- [Your objective]:
Your task is to repeat the data exactly, every line of it.
··· Supplied data ···
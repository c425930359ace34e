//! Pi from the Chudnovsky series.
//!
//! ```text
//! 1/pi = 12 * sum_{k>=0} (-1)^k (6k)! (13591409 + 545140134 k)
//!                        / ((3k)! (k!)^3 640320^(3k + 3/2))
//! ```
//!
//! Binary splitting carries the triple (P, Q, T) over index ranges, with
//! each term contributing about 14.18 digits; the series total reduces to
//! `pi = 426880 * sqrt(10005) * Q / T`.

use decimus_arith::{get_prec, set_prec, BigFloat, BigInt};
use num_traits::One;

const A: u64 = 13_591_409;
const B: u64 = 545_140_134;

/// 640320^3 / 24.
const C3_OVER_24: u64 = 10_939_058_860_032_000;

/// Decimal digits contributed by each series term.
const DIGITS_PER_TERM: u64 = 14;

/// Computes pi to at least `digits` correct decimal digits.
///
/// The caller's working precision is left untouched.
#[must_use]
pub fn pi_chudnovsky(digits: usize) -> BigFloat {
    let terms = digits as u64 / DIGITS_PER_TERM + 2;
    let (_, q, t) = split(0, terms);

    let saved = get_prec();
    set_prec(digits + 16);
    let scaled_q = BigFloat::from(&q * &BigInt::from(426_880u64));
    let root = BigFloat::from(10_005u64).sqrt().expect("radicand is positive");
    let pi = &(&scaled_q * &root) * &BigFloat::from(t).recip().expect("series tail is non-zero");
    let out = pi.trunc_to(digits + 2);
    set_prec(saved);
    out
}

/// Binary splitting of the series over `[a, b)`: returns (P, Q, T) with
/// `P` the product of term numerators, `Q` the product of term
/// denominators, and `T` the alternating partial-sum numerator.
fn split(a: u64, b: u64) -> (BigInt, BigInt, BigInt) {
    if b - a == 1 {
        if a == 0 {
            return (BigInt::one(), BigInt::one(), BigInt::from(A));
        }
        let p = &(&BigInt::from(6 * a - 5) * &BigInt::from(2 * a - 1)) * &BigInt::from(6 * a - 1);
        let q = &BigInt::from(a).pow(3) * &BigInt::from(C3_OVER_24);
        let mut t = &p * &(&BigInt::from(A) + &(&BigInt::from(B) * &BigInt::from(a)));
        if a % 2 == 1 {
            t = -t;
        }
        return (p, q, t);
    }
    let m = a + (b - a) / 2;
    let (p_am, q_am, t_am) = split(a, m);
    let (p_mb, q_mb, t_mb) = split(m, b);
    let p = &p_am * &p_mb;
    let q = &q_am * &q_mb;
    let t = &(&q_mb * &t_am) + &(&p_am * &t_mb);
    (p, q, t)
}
···
- [Result]:
repository c425930359ace34e
//! Pi from the Chudnovsky series.
//!
//! ```text
//! 1/pi = 12 * sum_{k>=0} (-1)^k (6k)! (13591409 + 545140134 k)
//!                        / ((3k)! (k!)^3 640320^(3k + 3/2))
//! ```
//!
//! Binary splitting carries the triple (P, Q, T) over index ranges, with
//! each term contributing about 14.18 digits; the series total reduces to
//! `pi = 426880 * sqrt(10005) * Q / T`.

use decimus_arith::{get_prec, set_prec, BigFloat, BigInt};
use num_traits::One;

const A: u64 = 13_591_409;
const B: u64 = 545_140_134;

/// 640320^3 / 24.
const C3_OVER_24: u64 = 10_939_058_860_032_000;

/// Decimal digits contributed by each series term.
const DIGITS_PER_TERM: u64 = 14;

/// Computes pi to at least `digits` correct decimal digits.
///
/// The caller's working precision is left untouched.
#[must_use]
pub fn pi_chudnovsky(digits: usize) -> BigFloat {
    let terms = digits as u64 / DIGITS_PER_TERM + 2;
    let (_, q, t) = split(0, terms);

    let saved = get_prec();
    set_prec(digits + 16);
    let scaled_q = BigFloat::from(&q * &BigInt::from(426_880u64));
    let root = BigFloat::from(10_005u64).sqrt().expect("radicand is positive");
    let pi = &(&scaled_q * &root) * &BigFloat::from(t).recip().expect("series tail is non-zero");
    let out = pi.trunc_to(digits + 2);
    set_prec(saved);
    out
}

/// Binary splitting of the series over `[a, b)`: returns (P, Q, T) with
/// `P` the product of term numerators, `Q` the product of term
/// denominators, and `T` the alternating partial-sum numerator.
fn split(a: u64, b: u64) -> (BigInt, BigInt, BigInt) {
    if b - a == 1 {
        if a == 0 {
            return (BigInt::one(), BigInt::one(), BigInt::from(A));
        }
        let p = &(&BigInt::from(6 * a - 5) * &BigInt::from(2 * a - 1)) * &BigInt::from(6 * a - 1);
        let q = &BigInt::from(a).pow(3) * &BigInt::from(C3_OVER_24);
        let mut t = &p * &(&BigInt::from(A) + &(&BigInt::from(B) * &BigInt::from(a)));
        if a % 2 == 1 {
            t = -t;
        }
        return (p, q, t);
    }
    let m = a + (b - a) / 2;
    let (p_am, q_am, t_am) = split(a, m);
    let (p_mb, q_mb, t_mb) = split(m, b);
    let p = &p_am * &p_mb;
    let q = &q_am * &q_mb;
    let t = &(&q_mb * &t_am) + &(&p_am * &t_mb);
    (p, q, t)
}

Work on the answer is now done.